EXTRACTED DATA.
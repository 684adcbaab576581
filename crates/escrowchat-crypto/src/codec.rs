//! AEAD message codec.
//!
//! Seals the payload under a one-time message key. The serialized header is
//! passed as associated data, so any change to any header field, or to the
//! ciphertext, makes [`open`] fail.

use crate::{IV_SIZE, error::AuthError, provider::CryptoProvider, ratchet::MessageKey};

/// Encrypt `plaintext`, binding `associated_data`.
pub fn seal(
    provider: &impl CryptoProvider,
    message_key: &MessageKey,
    plaintext: &[u8],
    iv: &[u8; IV_SIZE],
    associated_data: &[u8],
) -> Vec<u8> {
    provider.aead_seal(message_key.key(), iv, plaintext, associated_data)
}

/// Decrypt `ciphertext`, checking `associated_data`.
///
/// # Errors
///
/// - `AuthError::Forged` if key, iv, ciphertext or associated data do not
///   match what was sealed. No plaintext is returned in that case.
pub fn open(
    provider: &impl CryptoProvider,
    message_key: &MessageKey,
    ciphertext: &[u8],
    iv: &[u8; IV_SIZE],
    associated_data: &[u8],
) -> Result<Vec<u8>, AuthError> {
    provider.aead_open(message_key.key(), iv, ciphertext, associated_data)
}
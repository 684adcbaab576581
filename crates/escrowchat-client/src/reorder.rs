//! Bounded buffer for envelopes that arrived ahead of the next expected
//! sequence number.
//!
//! Buffered envelopes are unauthenticated until they are drained in order,
//! so the buffer is capped and re-delivery of a buffered sequence number
//! replaces the earlier copy.

use std::collections::BTreeMap;

use escrowchat_proto::Envelope;

use crate::error::ProtocolError;

/// Out-of-order envelopes for one peer, keyed by sequence number.
///
/// # Invariants
///
/// - At most `capacity` entries
/// - Every key is strictly greater than the session's receive watermark
#[derive(Debug, Clone)]
pub(crate) struct ReorderBuffer {
    entries: BTreeMap<u64, Envelope>,
    capacity: usize,
}

impl ReorderBuffer {
    pub(crate) fn new(capacity: usize) -> Self {
        Self { entries: BTreeMap::new(), capacity }
    }

    /// Buffer `envelope` under its sequence number.
    ///
    /// # Errors
    ///
    /// - `ProtocolError::ReorderBufferFull` if the buffer is at capacity and
    ///   the sequence number is not already buffered
    pub(crate) fn insert(&mut self, envelope: Envelope) -> Result<(), ProtocolError> {
        let sequence_number = envelope.sequence_number();
        if !self.entries.contains_key(&sequence_number) && self.entries.len() >= self.capacity {
            return Err(ProtocolError::ReorderBufferFull { capacity: self.capacity });
        }

        self.entries.insert(sequence_number, envelope);
        Ok(())
    }

    /// Remove and return the envelope for `sequence_number`, if buffered.
    pub(crate) fn take(&mut self, sequence_number: u64) -> Option<Envelope> {
        self.entries.remove(&sequence_number)
    }

    /// Buffered sequence numbers in ascending order.
    pub(crate) fn sequence_numbers(&self) -> Vec<u64> {
        self.entries.keys().copied().collect()
    }

    pub(crate) fn capacity(&self) -> usize {
        self.capacity
    }
}
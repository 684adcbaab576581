//! Fuzz target for certificate CBOR decoding
//!
//! Certificates arrive out of band from an untrusted channel and are decoded
//! before their signature is checked.
//!
//! # Strategy
//!
//! - Random bytes: arbitrary CBOR data
//! - Deeply nested: arrays nested to arbitrary depth (stack overflow)
//! - Huge lengths: CBOR claiming massive byte/string lengths (memory)
//! - Field mutation: valid certificate with one byte changed
//!
//! # Invariants
//!
//! - NEVER panic on malformed CBOR
//! - Huge claimed lengths rejected (not allocated)
//! - Anything that decodes has a valid username length

#![no_main]

use arbitrary::Arbitrary;
use escrowchat_proto::{Certificate, SignedCertificate};
use libfuzzer_sys::fuzz_target;

#[derive(Debug, Clone, Arbitrary)]
enum CborAttack {
    RandomBytes { bytes: Vec<u8> },
    DeeplyNested { depth: u8 },
    HugeLength { claimed_len_exponent: u8 },
    Mutated { username: String, public_key: [u8; 32], position: u16, value: u8 },
}

fuzz_target!(|attack: CborAttack| {
    let bytes = match attack {
        CborAttack::RandomBytes { bytes } => bytes,
        CborAttack::DeeplyNested { depth } => {
            let mut bytes = vec![0x81; depth as usize];
            bytes.push(0x01);
            bytes
        }
        CborAttack::HugeLength { claimed_len_exponent } => {
            let claimed = 1u32 << (claimed_len_exponent % 32);
            let mut bytes = vec![0xA2, 0x6B];
            bytes.extend_from_slice(b"certificate");
            bytes.push(0x5A);
            bytes.extend_from_slice(&claimed.to_be_bytes());
            bytes.extend_from_slice(&[0xAA; 8]);
            bytes
        }
        CborAttack::Mutated { username, public_key, position, value } => {
            let Ok(certificate) = Certificate::new(username, public_key) else {
                return;
            };
            let Ok(mut bytes) = SignedCertificate::new(certificate, vec![0; 64]).encode() else {
                return;
            };
            let index = position as usize % bytes.len();
            bytes[index] = value;
            bytes
        }
    };

    if let Ok(signed) = SignedCertificate::decode(&bytes) {
        let length = signed.certificate.username.len();
        assert!((1..=255).contains(&length), "decoded certificate with invalid username");
    }
});
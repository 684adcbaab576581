//! Fuzz target for the receive pipeline (replay check → reorder → open → drain)
//!
//! # Strategy
//!
//! - Valid envelopes delivered in arbitrary order, with duplicates
//! - Tampered envelopes: one bit flipped anywhere in the encoding
//! - Raw bytes decoded as envelopes
//!
//! # Invariants
//!
//! - Delivered sequence numbers are exactly 1, 2, 3, ... with no gaps
//! - Every delivered plaintext is the one the sender sealed at that number
//! - The receive watermark never decreases
//! - The pipeline never panics

#![no_main]

use arbitrary::Arbitrary;
use ed25519_dalek::{Signer, SigningKey};
use escrowchat_client::{
    CryptoProvider, Envelope, Messenger, MessengerConfig, RustCryptoProvider, SeededEnv,
};
use libfuzzer_sys::fuzz_target;

#[derive(Debug, Clone, Arbitrary)]
struct Scenario {
    seed: u64,
    message_count: u8,
    reorder_capacity: u8,
    steps: Vec<Step>,
}

#[derive(Debug, Clone, Arbitrary)]
enum Step {
    Deliver(u8),
    Tamper { index: u8, position: u16, bit: u8 },
    Raw(Vec<u8>),
}

fuzz_target!(|scenario: Scenario| {
    let runtime = tokio::runtime::Builder::new_current_thread()
        .build()
        .expect("runtime");
    runtime.block_on(run(scenario));
});

async fn run(scenario: Scenario) {
    let authority = SigningKey::from_bytes(&[0xCA; 32]);
    let authority_key = authority.verifying_key().to_bytes();
    let escrow = RustCryptoProvider.generate_keypair([0xE5; 32]);
    let config = MessengerConfig {
        reorder_capacity: (scenario.reorder_capacity as usize).max(1),
        ..MessengerConfig::default()
    };

    let alice = Messenger::new(SeededEnv::new(scenario.seed), authority_key, escrow.public);
    let bob = Messenger::with_config(
        SeededEnv::new(!scenario.seed),
        authority_key,
        escrow.public,
        config,
    );
    for (subject, name, peer) in [(&alice, "alice", &bob), (&bob, "bob", &alice)] {
        let certificate = subject.issue_certificate(name).await.expect("issue");
        let signature = authority.sign(&certificate.to_signing_bytes().expect("cbor"));
        peer.accept_certificate(certificate, &signature.to_bytes()).await.expect("accept");
    }

    let count = (scenario.message_count % 32).max(1) as usize;
    let mut sent: Vec<(Envelope, Vec<u8>)> = Vec::with_capacity(count);
    for i in 0..count {
        let plaintext = format!("message {i}").into_bytes();
        let envelope = alice.send_message("bob", &plaintext).await.expect("send");
        sent.push((envelope, plaintext));
    }

    let mut next_expected = 1u64;
    let mut watermark = 0u64;

    for step in scenario.steps {
        let envelope = match step {
            Step::Deliver(index) => sent[index as usize % count].0.clone(),
            Step::Tamper { index, position, bit } => {
                let mut bytes = sent[index as usize % count].0.to_vec().expect("encode");
                let at = position as usize % bytes.len();
                bytes[at] ^= 1 << (bit % 8);
                let Ok(envelope) = Envelope::decode(&bytes) else {
                    continue;
                };
                envelope
            }
            Step::Raw(bytes) => {
                let Ok(envelope) = Envelope::decode(&bytes) else {
                    continue;
                };
                envelope
            }
        };

        if let Ok(Some(delivery)) = bob.receive_message("alice", envelope).await {
            for message in delivery.into_messages() {
                assert_eq!(message.sequence_number, next_expected, "gap or reorder in delivery");
                let original = &sent[(message.sequence_number - 1) as usize].1;
                assert_eq!(&message.plaintext, original, "delivered forged plaintext");
                next_expected += 1;
            }
        }

        if let Some(state) = bob.session_state("alice").await {
            assert!(state.last_received_seq >= watermark, "watermark decreased");
            watermark = state.last_received_seq;
        }
    }
}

REQUIRED ACTION.
Tally the lines above that contain the word "lengths", and reply with only the number.

REPLY.
2